What needs to be done: Provide the count of lines below where "emitted" occurs, with no other output.

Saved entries
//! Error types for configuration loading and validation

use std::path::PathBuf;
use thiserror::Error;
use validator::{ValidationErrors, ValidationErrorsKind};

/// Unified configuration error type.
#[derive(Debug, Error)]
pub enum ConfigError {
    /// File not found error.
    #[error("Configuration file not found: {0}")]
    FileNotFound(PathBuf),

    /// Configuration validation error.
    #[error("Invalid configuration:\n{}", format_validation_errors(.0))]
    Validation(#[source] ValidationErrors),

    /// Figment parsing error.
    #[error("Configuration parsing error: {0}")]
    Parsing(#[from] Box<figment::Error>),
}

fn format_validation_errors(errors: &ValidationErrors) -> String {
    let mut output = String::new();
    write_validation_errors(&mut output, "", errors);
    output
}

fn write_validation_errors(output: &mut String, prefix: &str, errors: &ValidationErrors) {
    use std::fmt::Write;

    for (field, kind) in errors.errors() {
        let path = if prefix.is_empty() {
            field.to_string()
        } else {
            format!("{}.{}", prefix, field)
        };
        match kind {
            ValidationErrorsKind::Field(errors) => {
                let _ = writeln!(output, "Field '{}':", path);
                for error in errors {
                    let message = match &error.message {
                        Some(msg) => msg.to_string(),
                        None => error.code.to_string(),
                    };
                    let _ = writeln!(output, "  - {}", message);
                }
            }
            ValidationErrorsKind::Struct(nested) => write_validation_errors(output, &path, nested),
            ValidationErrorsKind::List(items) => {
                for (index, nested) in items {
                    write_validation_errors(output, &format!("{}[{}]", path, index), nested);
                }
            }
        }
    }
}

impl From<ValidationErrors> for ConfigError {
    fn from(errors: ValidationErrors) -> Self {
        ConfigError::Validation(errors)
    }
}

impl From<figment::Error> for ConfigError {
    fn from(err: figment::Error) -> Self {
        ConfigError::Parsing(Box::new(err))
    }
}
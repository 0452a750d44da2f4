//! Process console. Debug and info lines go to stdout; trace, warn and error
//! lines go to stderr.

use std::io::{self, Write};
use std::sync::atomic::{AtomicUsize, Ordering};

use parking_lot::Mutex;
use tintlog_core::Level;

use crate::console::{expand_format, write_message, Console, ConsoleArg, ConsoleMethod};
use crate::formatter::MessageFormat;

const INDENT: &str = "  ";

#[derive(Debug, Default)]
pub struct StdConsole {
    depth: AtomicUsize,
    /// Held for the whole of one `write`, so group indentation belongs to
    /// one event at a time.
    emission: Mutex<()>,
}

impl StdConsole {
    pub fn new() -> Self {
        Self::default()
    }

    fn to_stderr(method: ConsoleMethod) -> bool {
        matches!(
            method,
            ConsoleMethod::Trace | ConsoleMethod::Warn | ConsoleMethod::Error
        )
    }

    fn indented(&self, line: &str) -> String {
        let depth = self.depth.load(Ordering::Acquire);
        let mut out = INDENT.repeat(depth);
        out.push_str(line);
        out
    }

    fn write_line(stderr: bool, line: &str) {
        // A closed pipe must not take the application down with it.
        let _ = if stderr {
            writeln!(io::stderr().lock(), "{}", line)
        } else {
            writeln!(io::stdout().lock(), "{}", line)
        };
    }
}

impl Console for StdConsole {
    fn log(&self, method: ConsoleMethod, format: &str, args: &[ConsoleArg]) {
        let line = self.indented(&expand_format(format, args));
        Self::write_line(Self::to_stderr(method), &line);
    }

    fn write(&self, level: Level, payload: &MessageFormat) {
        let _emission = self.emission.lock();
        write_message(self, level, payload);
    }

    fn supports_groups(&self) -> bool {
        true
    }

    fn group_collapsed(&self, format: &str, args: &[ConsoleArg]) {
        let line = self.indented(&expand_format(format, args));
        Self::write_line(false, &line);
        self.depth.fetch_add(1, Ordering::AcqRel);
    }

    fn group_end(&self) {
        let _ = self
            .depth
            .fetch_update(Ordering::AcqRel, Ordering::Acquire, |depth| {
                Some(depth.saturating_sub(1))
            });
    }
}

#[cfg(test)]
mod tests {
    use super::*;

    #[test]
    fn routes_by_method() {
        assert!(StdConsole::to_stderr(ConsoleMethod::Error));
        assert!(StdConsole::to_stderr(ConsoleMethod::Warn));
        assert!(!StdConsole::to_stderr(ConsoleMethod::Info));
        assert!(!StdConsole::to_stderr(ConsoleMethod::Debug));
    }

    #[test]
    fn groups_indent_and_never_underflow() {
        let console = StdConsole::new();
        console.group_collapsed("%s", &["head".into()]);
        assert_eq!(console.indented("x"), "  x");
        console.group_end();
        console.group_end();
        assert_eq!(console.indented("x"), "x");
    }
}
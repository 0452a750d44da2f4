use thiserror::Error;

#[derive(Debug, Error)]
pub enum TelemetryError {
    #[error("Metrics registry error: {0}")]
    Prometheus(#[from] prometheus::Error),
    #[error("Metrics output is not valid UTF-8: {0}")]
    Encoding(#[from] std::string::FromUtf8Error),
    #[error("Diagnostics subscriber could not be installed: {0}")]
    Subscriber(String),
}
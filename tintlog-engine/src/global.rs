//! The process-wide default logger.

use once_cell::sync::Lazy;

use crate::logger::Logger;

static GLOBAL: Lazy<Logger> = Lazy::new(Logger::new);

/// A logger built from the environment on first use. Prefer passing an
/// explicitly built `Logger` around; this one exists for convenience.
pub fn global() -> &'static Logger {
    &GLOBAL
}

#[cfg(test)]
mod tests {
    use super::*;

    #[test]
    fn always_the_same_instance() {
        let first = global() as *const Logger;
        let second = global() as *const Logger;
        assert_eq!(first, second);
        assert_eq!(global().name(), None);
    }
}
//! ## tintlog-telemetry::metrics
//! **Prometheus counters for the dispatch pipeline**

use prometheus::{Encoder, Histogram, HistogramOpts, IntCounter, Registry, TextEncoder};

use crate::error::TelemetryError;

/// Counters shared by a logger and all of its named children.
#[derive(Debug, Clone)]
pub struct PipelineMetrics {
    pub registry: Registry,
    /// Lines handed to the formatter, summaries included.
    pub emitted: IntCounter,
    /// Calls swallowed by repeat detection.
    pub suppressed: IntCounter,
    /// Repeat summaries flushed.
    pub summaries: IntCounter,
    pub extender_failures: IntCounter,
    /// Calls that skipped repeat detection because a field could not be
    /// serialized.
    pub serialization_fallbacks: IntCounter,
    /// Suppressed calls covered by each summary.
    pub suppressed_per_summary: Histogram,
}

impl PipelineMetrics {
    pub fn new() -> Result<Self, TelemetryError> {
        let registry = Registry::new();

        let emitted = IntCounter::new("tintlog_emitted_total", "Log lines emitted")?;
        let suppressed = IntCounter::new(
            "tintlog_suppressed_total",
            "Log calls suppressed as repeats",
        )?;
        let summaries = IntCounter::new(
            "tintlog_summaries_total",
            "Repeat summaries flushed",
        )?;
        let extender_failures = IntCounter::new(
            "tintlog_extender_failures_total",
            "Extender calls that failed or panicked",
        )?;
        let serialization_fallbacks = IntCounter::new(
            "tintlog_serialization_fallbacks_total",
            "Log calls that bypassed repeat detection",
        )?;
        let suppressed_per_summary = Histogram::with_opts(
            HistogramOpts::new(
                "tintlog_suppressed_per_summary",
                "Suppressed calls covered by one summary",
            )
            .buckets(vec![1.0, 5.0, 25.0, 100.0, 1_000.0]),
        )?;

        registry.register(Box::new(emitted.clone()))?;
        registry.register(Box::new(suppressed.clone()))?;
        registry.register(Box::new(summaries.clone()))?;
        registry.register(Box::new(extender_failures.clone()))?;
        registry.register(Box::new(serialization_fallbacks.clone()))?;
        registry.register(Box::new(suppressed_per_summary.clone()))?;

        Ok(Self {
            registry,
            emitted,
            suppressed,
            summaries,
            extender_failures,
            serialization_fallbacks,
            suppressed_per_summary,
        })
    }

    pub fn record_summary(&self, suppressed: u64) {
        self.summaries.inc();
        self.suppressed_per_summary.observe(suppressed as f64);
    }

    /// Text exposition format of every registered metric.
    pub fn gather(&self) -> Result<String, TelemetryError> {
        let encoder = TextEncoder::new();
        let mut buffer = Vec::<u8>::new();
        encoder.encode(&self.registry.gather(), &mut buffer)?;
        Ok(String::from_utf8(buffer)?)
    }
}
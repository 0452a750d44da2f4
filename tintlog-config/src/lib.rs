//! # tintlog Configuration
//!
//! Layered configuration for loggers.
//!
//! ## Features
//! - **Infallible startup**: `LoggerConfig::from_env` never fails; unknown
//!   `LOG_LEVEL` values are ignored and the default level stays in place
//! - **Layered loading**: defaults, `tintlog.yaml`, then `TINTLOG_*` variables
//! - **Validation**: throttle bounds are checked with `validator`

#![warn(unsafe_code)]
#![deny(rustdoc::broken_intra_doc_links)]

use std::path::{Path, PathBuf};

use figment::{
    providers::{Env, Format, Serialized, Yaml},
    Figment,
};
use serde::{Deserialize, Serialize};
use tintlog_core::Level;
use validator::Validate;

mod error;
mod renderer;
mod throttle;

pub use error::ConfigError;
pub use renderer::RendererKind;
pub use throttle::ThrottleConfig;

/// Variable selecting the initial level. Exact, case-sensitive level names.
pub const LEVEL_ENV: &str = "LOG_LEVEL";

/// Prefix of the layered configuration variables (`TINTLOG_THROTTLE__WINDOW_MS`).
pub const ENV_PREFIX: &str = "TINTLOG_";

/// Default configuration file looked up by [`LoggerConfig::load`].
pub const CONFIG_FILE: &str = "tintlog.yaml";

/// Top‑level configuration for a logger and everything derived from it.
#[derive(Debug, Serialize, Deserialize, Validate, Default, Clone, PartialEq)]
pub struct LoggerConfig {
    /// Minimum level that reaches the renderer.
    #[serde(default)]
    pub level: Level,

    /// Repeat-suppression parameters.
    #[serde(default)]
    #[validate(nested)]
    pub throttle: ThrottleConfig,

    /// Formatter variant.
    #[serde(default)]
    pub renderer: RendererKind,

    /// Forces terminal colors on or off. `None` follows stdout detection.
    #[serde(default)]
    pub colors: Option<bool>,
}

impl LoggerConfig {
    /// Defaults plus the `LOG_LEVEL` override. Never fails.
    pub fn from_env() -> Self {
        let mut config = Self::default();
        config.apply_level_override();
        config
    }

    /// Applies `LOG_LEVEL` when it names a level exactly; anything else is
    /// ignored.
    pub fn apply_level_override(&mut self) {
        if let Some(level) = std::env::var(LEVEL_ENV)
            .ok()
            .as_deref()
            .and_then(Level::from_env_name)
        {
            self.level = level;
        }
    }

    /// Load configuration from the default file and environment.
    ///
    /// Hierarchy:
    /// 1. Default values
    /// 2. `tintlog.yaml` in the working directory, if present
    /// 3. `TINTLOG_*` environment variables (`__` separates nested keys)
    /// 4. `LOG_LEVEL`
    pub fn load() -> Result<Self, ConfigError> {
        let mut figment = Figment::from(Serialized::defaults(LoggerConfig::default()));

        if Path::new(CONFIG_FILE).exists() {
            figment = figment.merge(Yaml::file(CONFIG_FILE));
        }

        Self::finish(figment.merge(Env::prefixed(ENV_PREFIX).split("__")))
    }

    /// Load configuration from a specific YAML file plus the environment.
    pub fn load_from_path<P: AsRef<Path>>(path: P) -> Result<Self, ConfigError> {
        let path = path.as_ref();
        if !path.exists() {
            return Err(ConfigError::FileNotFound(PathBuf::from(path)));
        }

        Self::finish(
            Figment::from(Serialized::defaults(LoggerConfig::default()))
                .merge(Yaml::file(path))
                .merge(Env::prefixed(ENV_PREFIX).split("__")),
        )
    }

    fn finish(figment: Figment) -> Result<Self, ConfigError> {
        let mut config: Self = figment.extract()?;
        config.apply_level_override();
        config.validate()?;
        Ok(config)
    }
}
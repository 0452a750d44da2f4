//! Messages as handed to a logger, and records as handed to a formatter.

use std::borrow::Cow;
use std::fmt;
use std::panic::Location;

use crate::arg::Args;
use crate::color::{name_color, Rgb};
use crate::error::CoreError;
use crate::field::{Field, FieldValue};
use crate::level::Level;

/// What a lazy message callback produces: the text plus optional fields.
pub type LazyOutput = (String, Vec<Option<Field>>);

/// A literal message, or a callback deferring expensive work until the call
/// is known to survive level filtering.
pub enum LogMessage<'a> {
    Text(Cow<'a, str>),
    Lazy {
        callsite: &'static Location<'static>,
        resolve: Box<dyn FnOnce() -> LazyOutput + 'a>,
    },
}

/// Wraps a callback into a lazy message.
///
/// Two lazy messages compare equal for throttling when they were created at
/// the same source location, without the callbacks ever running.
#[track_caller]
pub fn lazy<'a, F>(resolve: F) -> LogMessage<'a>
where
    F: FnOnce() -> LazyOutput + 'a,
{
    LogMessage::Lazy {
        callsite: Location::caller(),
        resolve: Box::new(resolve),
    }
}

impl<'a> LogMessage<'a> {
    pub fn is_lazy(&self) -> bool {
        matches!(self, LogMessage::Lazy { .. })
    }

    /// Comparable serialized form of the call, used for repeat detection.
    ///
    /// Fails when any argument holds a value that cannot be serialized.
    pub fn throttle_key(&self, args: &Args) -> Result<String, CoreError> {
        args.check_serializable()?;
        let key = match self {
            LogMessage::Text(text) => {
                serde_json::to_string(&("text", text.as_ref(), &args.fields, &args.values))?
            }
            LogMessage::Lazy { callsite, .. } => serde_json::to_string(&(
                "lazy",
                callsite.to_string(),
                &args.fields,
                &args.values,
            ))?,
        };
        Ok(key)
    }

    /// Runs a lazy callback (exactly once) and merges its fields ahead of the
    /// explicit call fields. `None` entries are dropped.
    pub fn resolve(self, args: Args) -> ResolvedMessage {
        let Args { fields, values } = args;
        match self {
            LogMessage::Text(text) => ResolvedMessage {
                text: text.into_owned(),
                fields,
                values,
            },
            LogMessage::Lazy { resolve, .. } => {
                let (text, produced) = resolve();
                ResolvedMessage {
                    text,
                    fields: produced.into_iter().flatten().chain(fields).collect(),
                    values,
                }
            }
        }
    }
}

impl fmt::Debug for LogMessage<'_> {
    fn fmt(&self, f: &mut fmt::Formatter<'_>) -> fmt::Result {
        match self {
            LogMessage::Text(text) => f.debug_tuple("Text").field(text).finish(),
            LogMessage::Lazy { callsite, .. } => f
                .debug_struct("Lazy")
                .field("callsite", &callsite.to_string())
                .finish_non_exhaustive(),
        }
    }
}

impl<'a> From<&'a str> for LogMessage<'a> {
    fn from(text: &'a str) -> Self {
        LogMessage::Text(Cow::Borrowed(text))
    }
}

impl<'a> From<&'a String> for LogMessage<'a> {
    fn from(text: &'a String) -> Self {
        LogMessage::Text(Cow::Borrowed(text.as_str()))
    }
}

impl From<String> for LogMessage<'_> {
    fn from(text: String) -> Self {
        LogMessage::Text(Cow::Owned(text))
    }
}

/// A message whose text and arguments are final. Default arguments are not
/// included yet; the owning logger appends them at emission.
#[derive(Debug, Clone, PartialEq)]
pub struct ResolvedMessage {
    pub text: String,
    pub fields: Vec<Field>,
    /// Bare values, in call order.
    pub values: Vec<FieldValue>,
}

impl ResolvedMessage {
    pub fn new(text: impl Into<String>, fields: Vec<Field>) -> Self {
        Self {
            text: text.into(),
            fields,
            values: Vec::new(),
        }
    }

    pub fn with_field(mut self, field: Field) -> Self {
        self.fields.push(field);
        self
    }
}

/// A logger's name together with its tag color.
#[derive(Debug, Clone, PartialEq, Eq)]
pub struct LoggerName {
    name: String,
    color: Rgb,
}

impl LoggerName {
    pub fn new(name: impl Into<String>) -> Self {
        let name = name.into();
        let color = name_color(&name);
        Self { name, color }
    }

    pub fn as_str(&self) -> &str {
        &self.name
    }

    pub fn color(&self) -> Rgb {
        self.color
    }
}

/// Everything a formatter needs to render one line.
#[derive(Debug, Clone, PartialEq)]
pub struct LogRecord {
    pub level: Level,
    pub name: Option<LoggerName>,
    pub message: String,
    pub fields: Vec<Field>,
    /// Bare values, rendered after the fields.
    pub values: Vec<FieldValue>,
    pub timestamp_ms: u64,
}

The answer: 4